Alvin Chambliss Joins Indiana University Faculty
Attorney fought Mississippi desegregation case for 30 years

BLOOMINGTON, Ind.
Growing up poor as one of 12 children in Columbia, Miss., Alvin O. Chambliss Jr. sometimes went hungry but never lost his appetite for knowledge.
"I can say that some of the times during my high school years I was hungry," recalled Chambliss, today a distinguished visiting professor at Indiana University Bloomington. "We didn't starve, but we were hungry. It was a natural to go farther, because it was a sacrifice just to get out of high school."
With the support of his family, particularly his grandmother, he earned degrees from two historically Black colleges — Jackson State University and the Howard University School of Law — and the University of California at Berkeley.

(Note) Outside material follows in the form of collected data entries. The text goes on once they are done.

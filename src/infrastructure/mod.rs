pub mod config;
pub mod network;
pub mod storage;
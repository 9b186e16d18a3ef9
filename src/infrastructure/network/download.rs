use crate::domain::error::BridgeError;
use crate::domain::model::AvailablePackage;
use crate::infrastructure::network::index::Location;
use futures_util::StreamExt;
use indicatif::{ProgressBar, ProgressStyle};
use reqwest::Client;
use sha2::{Digest, Sha256};
use std::path::{Path, PathBuf};
use tokio::fs::File;
use tokio::io::AsyncWriteExt;
use tracing::{info, warn};
use uuid::Uuid;

/// Fetch a package archive into `dest_dir`, trying each link in order.
///
/// The declared checksum, if any, is verified per link; a mismatch moves on
/// to the next link like any other failure.
pub async fn fetch_package(
    client: &Client,
    package: &AvailablePackage,
    dest_dir: &Path,
) -> Result<PathBuf, BridgeError> {
    if package.links.is_empty() {
        return Err(BridgeError::Download(format!(
            "Package {} has no download links",
            package.label()
        )));
    }

    let archive = dest_dir.join(format!("{}.zip", Uuid::new_v4()));
    let mut last_error = None;

    for link in &package.links {
        info!("Downloading {} from {}", package.label(), link);
        match fetch_link(client, link, &archive, package.sha256.as_deref()).await {
            Ok(()) => return Ok(archive),
            Err(e) => {
                warn!("Download from {} failed: {}", link, e);
                let _ = tokio::fs::remove_file(&archive).await;
                last_error = Some(e);
            }
        }
    }

    Err(BridgeError::Download(format!(
        "All links failed for {}: {}",
        package.label(),
        last_error.map(|e| e.to_string()).unwrap_or_default()
    )))
}

/// One attempt: fetch `link` into `archive`, then check the digest.
async fn fetch_link(
    client: &Client,
    link: &str,
    archive: &Path,
    sha256: Option<&str>,
) -> Result<(), BridgeError> {
    match Location::parse(link) {
        Location::Remote(url) => download_file(client, &url, archive).await?,
        Location::Local(path) => copy_file(&path, archive).await?,
    }
    if let Some(expected) = sha256 {
        verify_checksum(archive, expected).await?;
    }
    Ok(())
}

async fn download_file(client: &Client, url: &str, path: &Path) -> Result<(), BridgeError> {
    let res = client.get(url).send().await?.error_for_status()?;
    let total_size = res.content_length().unwrap_or(0);

    // 进度条画在 stderr，非终端时自动隐藏
    let pb = ProgressBar::new(total_size);
    if let Ok(style) = ProgressStyle::default_bar().template(
        "{spinner:.green} [{elapsed_precise}] [{bar:40.cyan/blue}] {bytes}/{total_bytes} ({eta})",
    ) {
        pb.set_style(style.progress_chars("#>-"));
    }

    let mut file = File::create(path).await?;
    let mut stream = res.bytes_stream();

    while let Some(item) = stream.next().await {
        let chunk = item?;
        file.write_all(&chunk).await?;
        pb.inc(chunk.len() as u64);
    }
    file.flush().await?;

    pb.finish_and_clear();
    info!("Downloaded {} bytes", pb.position());
    Ok(())
}

async fn copy_file(source: &Path, path: &Path) -> Result<(), BridgeError> {
    let bytes = tokio::fs::copy(source, path).await?;
    info!("Copied {} bytes from {}", bytes, source.display());
    Ok(())
}

async fn verify_checksum(path: &Path, expected: &str) -> Result<(), BridgeError> {
    let data = tokio::fs::read(path).await?;
    let actual = hex::encode(Sha256::digest(&data));
    if actual.eq_ignore_ascii_case(expected.trim()) {
        Ok(())
    } else {
        Err(BridgeError::Checksum {
            file: path.display().to_string(),
            expected: expected.to_string(),
            actual,
        })
    }
}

Best known as "the last original civil rights attorney in America," Chambliss is awaiting a decision from the U.S. Supreme Court on a certiorari filing on the case he's been connected with for nearly 30 years, Ayers v. Barbour, and the legal battle over support for Mississippi's historically Black colleges.
At IU Bloomington, Chambliss will teach and work with faculty in IU's nationally recognized School of Education and in the Department of African American and African Diaspora studies. He also wants to share with another generation of young people his experiences with several historic figures in the civil rights movement.
"Professor Chambliss has a rich background in civil rights, poverty law and civil liberties, having argued before the U.S. Supreme Court and various federal circuit courts of appeals and U.S. district courts," said Frank Motley, IU associate vice chancellor for academic support. "Alvin is uniquely situated and qualified to share with IU students the nuts and bolts issues in education as well as social welfare and civil rights."
Chambliss has been a faculty member at the Thurgood Marshall School of Law at Texas Southern University. His other clients have included the family of James Byrd Sr., who was the victim of a cruel, hate-crime-related murder in Jasper, Texas. He also was involved in the Texas higher education desegregation cases that sought to bring funding equity to Prairie View and Texas Southern universities. His street law program won acclaim from the Texas Supreme Court, and its mock trials involved more than 40 schools in Houston.